Task: Print nothing but the lines below starting at the line that holds "back to CollectIdentity." and ending at the line that holds "Serialize, Deserialize, Default)]", including both, each exactly as written.

Stored data entries
* * * *

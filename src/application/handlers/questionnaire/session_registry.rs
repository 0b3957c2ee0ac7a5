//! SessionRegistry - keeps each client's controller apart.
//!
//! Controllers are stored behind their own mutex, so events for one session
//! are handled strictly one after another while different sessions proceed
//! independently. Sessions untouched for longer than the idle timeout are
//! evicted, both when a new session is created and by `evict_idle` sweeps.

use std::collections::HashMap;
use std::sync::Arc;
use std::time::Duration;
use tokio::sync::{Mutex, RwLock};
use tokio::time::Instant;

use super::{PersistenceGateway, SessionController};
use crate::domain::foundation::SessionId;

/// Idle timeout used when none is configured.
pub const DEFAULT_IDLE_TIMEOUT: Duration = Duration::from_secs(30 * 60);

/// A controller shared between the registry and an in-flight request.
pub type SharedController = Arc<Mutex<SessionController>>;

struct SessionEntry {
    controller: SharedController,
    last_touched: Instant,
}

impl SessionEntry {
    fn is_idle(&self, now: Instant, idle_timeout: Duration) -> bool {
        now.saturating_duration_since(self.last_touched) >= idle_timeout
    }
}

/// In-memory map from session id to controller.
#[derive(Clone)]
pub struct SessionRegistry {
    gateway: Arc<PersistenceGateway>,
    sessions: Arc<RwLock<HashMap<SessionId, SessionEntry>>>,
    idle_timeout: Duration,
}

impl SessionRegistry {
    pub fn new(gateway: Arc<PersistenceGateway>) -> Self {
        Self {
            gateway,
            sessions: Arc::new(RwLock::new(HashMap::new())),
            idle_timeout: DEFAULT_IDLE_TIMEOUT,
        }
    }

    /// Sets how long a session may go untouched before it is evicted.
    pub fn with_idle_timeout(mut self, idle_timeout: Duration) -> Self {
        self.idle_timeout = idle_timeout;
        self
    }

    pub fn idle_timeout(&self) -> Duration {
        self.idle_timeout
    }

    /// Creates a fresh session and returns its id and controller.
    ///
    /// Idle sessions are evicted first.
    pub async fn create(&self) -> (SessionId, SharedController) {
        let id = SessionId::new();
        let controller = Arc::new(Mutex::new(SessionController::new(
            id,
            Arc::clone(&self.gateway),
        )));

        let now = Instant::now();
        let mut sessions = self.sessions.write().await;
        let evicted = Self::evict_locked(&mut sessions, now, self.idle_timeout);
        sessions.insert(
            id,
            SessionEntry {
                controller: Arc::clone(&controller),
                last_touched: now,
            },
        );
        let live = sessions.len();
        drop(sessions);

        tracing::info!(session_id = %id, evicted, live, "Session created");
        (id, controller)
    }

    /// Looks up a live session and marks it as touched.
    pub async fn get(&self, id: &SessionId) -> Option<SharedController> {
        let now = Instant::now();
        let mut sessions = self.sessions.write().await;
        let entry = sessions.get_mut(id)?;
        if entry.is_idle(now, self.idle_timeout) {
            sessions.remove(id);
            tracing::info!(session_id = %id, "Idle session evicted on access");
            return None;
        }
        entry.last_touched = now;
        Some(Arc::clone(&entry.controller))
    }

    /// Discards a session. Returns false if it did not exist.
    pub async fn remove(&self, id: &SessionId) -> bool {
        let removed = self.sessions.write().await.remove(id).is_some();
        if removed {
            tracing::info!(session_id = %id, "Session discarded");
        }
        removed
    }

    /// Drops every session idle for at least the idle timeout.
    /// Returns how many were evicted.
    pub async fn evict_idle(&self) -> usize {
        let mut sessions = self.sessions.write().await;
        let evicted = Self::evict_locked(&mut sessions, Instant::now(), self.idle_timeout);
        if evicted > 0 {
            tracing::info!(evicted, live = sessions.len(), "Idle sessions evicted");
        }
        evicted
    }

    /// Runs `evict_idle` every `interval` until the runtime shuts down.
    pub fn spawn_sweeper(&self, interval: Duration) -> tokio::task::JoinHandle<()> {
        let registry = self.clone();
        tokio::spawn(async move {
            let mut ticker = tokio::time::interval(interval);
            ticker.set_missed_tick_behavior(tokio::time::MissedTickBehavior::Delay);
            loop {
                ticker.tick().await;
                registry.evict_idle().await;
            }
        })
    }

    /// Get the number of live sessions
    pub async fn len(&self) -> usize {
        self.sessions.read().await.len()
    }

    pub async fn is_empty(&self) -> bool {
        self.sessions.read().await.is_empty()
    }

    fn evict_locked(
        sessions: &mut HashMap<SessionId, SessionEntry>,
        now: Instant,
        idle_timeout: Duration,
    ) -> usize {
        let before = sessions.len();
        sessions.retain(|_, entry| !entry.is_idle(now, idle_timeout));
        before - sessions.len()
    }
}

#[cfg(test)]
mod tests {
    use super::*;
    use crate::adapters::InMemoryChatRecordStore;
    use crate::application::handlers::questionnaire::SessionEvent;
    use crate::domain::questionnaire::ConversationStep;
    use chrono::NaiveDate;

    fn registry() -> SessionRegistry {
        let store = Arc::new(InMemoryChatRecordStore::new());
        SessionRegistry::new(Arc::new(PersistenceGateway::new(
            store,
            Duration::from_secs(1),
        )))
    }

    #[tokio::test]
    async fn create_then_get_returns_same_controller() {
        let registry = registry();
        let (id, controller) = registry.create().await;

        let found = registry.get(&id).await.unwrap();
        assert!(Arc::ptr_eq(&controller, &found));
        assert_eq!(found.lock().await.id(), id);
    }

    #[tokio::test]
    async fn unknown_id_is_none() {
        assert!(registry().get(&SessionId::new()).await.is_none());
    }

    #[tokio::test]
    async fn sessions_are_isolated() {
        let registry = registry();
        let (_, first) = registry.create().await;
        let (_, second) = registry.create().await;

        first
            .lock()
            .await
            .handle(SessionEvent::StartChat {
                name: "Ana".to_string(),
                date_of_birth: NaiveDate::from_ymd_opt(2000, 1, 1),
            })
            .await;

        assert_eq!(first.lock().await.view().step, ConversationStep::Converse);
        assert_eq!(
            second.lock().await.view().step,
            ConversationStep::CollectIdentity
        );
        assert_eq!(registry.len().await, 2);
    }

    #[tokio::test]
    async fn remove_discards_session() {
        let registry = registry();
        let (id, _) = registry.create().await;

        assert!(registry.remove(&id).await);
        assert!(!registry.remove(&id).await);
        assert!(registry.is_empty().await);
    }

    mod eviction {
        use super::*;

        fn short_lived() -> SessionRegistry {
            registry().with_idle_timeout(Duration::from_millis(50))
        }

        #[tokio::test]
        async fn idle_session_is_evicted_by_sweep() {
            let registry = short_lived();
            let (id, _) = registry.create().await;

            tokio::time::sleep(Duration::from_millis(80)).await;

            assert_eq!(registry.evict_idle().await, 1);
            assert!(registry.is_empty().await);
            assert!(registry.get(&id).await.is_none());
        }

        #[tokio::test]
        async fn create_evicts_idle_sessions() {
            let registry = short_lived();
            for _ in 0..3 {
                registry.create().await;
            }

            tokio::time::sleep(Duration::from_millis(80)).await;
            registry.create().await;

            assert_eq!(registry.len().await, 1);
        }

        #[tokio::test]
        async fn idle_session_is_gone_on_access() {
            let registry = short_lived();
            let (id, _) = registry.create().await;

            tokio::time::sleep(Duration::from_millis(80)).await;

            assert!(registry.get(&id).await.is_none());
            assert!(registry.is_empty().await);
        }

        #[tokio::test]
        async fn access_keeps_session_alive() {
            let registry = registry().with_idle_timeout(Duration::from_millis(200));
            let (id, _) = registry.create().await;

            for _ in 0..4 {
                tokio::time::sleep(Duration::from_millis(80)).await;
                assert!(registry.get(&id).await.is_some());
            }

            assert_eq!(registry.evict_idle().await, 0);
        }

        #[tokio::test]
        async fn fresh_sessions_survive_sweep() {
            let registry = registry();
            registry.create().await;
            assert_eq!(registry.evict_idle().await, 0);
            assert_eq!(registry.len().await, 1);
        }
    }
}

* * * *

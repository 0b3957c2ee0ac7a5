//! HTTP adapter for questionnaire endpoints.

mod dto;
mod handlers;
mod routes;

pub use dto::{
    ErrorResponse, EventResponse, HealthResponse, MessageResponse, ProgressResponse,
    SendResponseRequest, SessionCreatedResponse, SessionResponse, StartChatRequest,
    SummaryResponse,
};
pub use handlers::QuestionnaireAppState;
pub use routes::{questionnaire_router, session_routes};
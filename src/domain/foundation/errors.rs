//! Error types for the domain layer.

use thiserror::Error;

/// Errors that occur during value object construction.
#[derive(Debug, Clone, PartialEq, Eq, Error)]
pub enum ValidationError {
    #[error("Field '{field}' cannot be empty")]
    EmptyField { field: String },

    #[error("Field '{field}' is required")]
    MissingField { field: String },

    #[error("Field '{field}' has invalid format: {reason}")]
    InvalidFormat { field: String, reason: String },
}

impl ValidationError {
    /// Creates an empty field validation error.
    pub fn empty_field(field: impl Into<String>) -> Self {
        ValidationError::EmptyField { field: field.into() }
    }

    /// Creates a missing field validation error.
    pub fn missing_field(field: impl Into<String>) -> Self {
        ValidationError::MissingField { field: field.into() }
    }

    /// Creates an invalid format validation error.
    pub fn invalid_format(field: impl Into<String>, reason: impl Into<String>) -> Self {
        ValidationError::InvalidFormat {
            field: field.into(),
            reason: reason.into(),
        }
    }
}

* * * *

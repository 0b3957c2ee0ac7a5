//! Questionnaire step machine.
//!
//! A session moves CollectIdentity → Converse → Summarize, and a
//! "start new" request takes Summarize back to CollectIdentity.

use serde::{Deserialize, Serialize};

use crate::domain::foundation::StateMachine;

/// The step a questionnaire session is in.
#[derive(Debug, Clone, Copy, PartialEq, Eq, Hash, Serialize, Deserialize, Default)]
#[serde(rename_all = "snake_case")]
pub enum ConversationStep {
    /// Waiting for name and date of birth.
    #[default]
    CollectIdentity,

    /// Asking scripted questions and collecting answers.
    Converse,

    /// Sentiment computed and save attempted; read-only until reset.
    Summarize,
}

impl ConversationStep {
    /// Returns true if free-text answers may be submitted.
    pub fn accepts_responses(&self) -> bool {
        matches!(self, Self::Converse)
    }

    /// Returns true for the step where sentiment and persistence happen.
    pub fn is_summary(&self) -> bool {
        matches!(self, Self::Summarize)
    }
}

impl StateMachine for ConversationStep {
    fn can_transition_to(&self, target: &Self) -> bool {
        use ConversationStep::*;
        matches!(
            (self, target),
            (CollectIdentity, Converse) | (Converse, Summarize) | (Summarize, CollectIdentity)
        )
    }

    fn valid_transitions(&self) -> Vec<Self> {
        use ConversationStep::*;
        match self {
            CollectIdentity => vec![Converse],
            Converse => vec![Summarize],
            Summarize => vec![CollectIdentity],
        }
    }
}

* * * *

Written answer:
//! "start new" request takes Summarize back to CollectIdentity.

use serde::{Deserialize, Serialize};

use crate::domain::foundation::StateMachine;

/// The step a questionnaire session is in.
#[derive(Debug, Clone, Copy, PartialEq, Eq, Hash, Serialize, Deserialize, Default)]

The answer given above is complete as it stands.